Il s’apprécie sous le seul aspect d’un manquement du service de la justice à sa mission essentielle et non par référence à l’intention ou à la mauvaise volonté caractérisée de l'agent ou du juge.
C'est ainsi que la jurisprudence définit le déni de justice comme « tout manquement de l’État à son devoir de protection juridictionnelle de l’individu » (Cour d'appel de Paris, 20 janvier 1999).
Concrètement, le déni de justice permet de sanctionner la longueur des délais de procédure, lorsque tout justiciable a le droit de voir statuer sur ses prétentions dans un délai raisonnable, conformément à l’article 6 de la Convention européenne des droits de l’homme.
La victime n’a pas à établir quelle est la personne (ou quelles sont les personnes) à l’origine de la faute (ou des fautes) invoquée(s).
La question de la responsabilité d’une juridiction administrative à raison d’un déni de justice est susceptible de se poser au même titre que pour la juridiction judiciaire.
Toutes les "fautes" éventuelles d’une juridiction, qu’elles concernent la procédure, la prise en compte des faits en litige ou le fond du droit, sont susceptibles de fonder un recours contre la décision qu’elle a rendue.
Ainsi, la responsabilité de l’État est retenue lorsque le service public a connu un dysfonctionnement caractérisé, apprécié objectivement en fonction de ce qu’un justiciable est en droit d’attendre du service public de la justice, sans appréciation du comportement individuel de son agent.
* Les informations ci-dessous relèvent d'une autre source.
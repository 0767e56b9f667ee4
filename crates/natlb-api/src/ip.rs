// This Source Code Form is subject to the terms of the Mozilla Public
// License, v. 2.0. If a copy of the MPL was not distributed with this
// file, You can obtain one at https://mozilla.org/MPL/2.0/.

// Copyright 2025 Oxide Computer Company

use alloc::string::String;
use alloc::vec::Vec;
use core::fmt;
use core::fmt::Debug;
use core::fmt::Display;
use core::result;
use core::str::FromStr;
use serde::Deserialize;
use serde::Serialize;
use zerocopy::FromBytes;
use zerocopy::Immutable;
use zerocopy::IntoBytes;
use zerocopy::KnownLayout;
use zerocopy::Unaligned;

/// An IPv4 address.
///
/// The bytes are kept in the order they travel in a header (network
/// order); all comparisons are byte-wise, so two addresses are equal
/// iff they name the same host.
#[derive(
    Clone,
    Copy,
    Default,
    Deserialize,
    Eq,
    FromBytes,
    Hash,
    Immutable,
    IntoBytes,
    KnownLayout,
    Ord,
    PartialEq,
    PartialOrd,
    Serialize,
    Unaligned,
)]
#[repr(transparent)]
pub struct Ipv4Addr {
    inner: [u8; 4],
}

impl Ipv4Addr {
    pub const ANY_ADDR: Self = Self { inner: [0; 4] };
    pub const LOCAL_BCAST: Self = Self { inner: [255; 4] };

    /// Return the bytes of the address.
    #[inline]
    pub fn bytes(&self) -> [u8; 4] {
        self.inner
    }

    pub const fn from_const(bytes: [u8; 4]) -> Self {
        Self { inner: bytes }
    }

    /// Produce a `u32` which itself is stored in memory in network
    /// order. Useful when handing the address to tooling that wants
    /// the raw in_addr representation.
    pub fn to_be(self) -> u32 {
        u32::from_be_bytes(self.inner).to_be()
    }
}

impl From<[u8; 4]> for Ipv4Addr {
    fn from(bytes: [u8; 4]) -> Self {
        Self { inner: bytes }
    }
}

impl From<u32> for Ipv4Addr {
    /// The `u32` holds the address in host order.
    fn from(val: u32) -> Self {
        Self { inner: val.to_be_bytes() }
    }
}

impl From<Ipv4Addr> for u32 {
    fn from(ip: Ipv4Addr) -> Self {
        u32::from_be_bytes(ip.inner)
    }
}

impl FromStr for Ipv4Addr {
    type Err = String;

    fn from_str(val: &str) -> result::Result<Self, Self::Err> {
        let octets: Vec<u8> = val
            .split('.')
            .map(|s| s.parse().map_err(|e| format!("{e}")))
            .collect::<result::Result<Vec<u8>, _>>()?;

        if octets.len() != 4 {
            return Err(format!("malformed ip: {val}"));
        }

        Ok(Self { inner: [octets[0], octets[1], octets[2], octets[3]] })
    }
}

impl Display for Ipv4Addr {
    fn fmt(&self, f: &mut fmt::Formatter) -> fmt::Result {
        write!(
            f,
            "{}.{}.{}.{}",
            self.inner[0], self.inner[1], self.inner[2], self.inner[3],
        )
    }
}

// There's no reason to view an Ipv4Addr as its raw array, so just
// present it in a human-friendly manner.
impl Debug for Ipv4Addr {
    fn fmt(&self, f: &mut fmt::Formatter) -> fmt::Result {
        write!(f, "Ipv4Addr {{ inner: {self} }}")
    }
}

impl AsRef<[u8]> for Ipv4Addr {
    fn as_ref(&self) -> &[u8] {
        &self.inner
    }
}

pub const PROTO_ICMP: u8 = 0x1;
pub const PROTO_TCP: u8 = 0x6;
pub const PROTO_UDP: u8 = 0x11;

/// An IP protocol value.
#[derive(
    Clone,
    Copy,
    Debug,
    Deserialize,
    Eq,
    Hash,
    Ord,
    PartialEq,
    PartialOrd,
    Serialize,
)]
pub enum Protocol {
    ICMP,
    TCP,
    UDP,
    Unknown(u8),
}

impl Default for Protocol {
    fn default() -> Self {
        Self::Unknown(255)
    }
}

impl Display for Protocol {
    fn fmt(&self, f: &mut fmt::Formatter) -> fmt::Result {
        match self {
            Self::ICMP => write!(f, "ICMP"),
            Self::TCP => write!(f, "TCP"),
            Self::UDP => write!(f, "UDP"),
            Self::Unknown(_) => write!(f, "Unknown"),
        }
    }
}

impl From<u8> for Protocol {
    fn from(proto: u8) -> Self {
        match proto {
            PROTO_ICMP => Self::ICMP,
            PROTO_TCP => Self::TCP,
            PROTO_UDP => Self::UDP,
            _ => Self::Unknown(proto),
        }
    }
}

impl From<Protocol> for u8 {
    fn from(proto: Protocol) -> u8 {
        match proto {
            Protocol::ICMP => PROTO_ICMP,
            Protocol::TCP => PROTO_TCP,
            Protocol::UDP => PROTO_UDP,
            Protocol::Unknown(v) => v,
        }
    }
}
La gravité des conséquences du dysfonctionnement est, en revanche, parfois prise en considération.
Enfin, il est important de souligner que dans la grande majorité des cas où une décision juridictionnelle est censurée en appel ou en cassation ne leur auteur ne commet pas une faute de nature à engager la responsabilité de l’État.
Le déni de justice s'apprécie au cas par cas, en fonction des circonstances propres à chaque affaire.
En l'espèce, une personne a vu deux décisions rendues à son encontre censurées pour méconnaissance du principe d'impartialité suite à ses recours.
Malgré tout, les juges ont estimé qu'il n'y a pas eu de faute du service public de la justice car les déficiences susceptibles de résulter de la méconnaissance du principe d'impartialité avaient été corrigées par l'exercice des voies de recours.
Cette décision est donc intéressante sur ce point.
La renonciation à exercer un recours utile vient s’interposer dans la chaîne de causalité.
Est ainsi évité le paradoxe d’un justiciable qui, choisissant l’action indemnitaire plutôt que le recours en annulation de la décision juridictionnelle qu’il conteste (ce n’est donc pas par un souci louable d’économie), devrait établir qu’il a perdu une chance de voir ses prétentions prospérer et ceci devant un juge différent de celui qui aurait dû, s’il l’avait saisi, connaître du litige initial et qui était évidemment le mieux placé pour le trancher.
L'épuisement des voies de recours conditionne ainsi l'existence d'un déni de justice.
Il faut donc laisser sa chance à la justice de corriger son tir par l'usage des voies de recours.
Enfin, il convient de rappeler que, le cas échéant, l'Agent judiciaire du Trésor est l'entité qui représente l'Etat, lorsqu'une faute peut être reprochée à l'un de ses représentants ou services de la justice.